- About this exercise
Output every entry verbatim.
"""
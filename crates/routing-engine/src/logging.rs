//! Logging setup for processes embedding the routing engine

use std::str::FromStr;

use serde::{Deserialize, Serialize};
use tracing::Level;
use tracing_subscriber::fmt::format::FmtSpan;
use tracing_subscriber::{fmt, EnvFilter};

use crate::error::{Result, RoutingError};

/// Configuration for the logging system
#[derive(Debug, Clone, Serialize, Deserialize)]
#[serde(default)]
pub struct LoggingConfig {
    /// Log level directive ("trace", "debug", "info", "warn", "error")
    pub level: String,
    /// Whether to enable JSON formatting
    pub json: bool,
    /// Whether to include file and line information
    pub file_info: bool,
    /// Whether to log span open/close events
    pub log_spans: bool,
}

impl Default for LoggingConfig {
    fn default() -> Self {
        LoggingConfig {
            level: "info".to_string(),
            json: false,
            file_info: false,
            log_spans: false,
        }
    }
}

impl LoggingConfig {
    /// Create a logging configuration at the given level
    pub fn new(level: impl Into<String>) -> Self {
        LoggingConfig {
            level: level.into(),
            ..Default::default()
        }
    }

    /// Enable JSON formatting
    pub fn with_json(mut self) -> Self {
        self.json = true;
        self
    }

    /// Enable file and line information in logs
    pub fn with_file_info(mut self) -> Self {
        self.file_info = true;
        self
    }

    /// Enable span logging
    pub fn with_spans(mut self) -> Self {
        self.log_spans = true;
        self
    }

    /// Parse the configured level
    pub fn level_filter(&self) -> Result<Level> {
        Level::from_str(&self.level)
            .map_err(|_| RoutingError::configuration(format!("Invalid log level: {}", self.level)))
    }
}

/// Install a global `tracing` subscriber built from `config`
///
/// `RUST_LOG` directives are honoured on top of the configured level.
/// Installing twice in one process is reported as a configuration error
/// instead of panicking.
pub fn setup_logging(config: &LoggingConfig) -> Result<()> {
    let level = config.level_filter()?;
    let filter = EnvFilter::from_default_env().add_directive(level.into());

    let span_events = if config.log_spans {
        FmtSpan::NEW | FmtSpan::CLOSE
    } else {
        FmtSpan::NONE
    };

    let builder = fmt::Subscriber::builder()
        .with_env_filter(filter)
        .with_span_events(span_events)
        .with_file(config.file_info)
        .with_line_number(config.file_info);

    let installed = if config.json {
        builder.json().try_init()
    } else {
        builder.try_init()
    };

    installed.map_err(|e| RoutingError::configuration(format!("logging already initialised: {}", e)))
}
"""
- Task output
filename crates/routing-engine/src/logging.rs
//! Logging setup for processes embedding the routing engine

use std::str::FromStr;

use serde::{Deserialize, Serialize};
use tracing::Level;
use tracing_subscriber::fmt::format::FmtSpan;
use tracing_subscriber::{fmt, EnvFilter};

use crate::error::{Result, RoutingError};

/// Configuration for the logging system
#[derive(Debug, Clone, Serialize, Deserialize)]
#[serde(default)]
pub struct LoggingConfig {
    /// Log level directive ("trace", "debug", "info", "warn", "error")
    pub level: String,
    /// Whether to enable JSON formatting
    pub json: bool,
    /// Whether to include file and line information
    pub file_info: bool,
    /// Whether to log span open/close events
    pub log_spans: bool,
}

impl Default for LoggingConfig {
    fn default() -> Self {
        LoggingConfig {
            level: "info".to_string(),
            json: false,
            file_info: false,
            log_spans: false,
        }
    }
}

impl LoggingConfig {
    /// Create a logging configuration at the given level
    pub fn new(level: impl Into<String>) -> Self {
        LoggingConfig {
            level: level.into(),
            ..Default::default()
        }
    }

    /// Enable JSON formatting
    pub fn with_json(mut self) -> Self {
        self.json = true;
        self
    }

    /// Enable file and line information in logs
    pub fn with_file_info(mut self) -> Self {
        self.file_info = true;
        self
    }

    /// Enable span logging
    pub fn with_spans(mut self) -> Self {
        self.log_spans = true;
        self
    }

    /// Parse the configured level
    pub fn level_filter(&self) -> Result<Level> {
        Level::from_str(&self.level)
            .map_err(|_| RoutingError::configuration(format!("Invalid log level: {}", self.level)))
    }
}

/// Install a global `tracing` subscriber built from `config`
///
/// `RUST_LOG` directives are honoured on top of the configured level.
/// Installing twice in one process is reported as a configuration error
/// instead of panicking.
pub fn setup_logging(config: &LoggingConfig) -> Result<()> {
    let level = config.level_filter()?;
    let filter = EnvFilter::from_default_env().add_directive(level.into());

    let span_events = if config.log_spans {
        FmtSpan::NEW | FmtSpan::CLOSE
    } else {
        FmtSpan::NONE
    };

    let builder = fmt::Subscriber::builder()
        .with_env_filter(filter)
        .with_span_events(span_events)
        .with_file(config.file_info)
        .with_line_number(config.file_info);

    let installed = if config.json {
        builder.json().try_init()
    } else {
        builder.try_init()
    };

    installed.map_err(|e| RoutingError::configuration(format!("logging already initialised: {}", e)))
}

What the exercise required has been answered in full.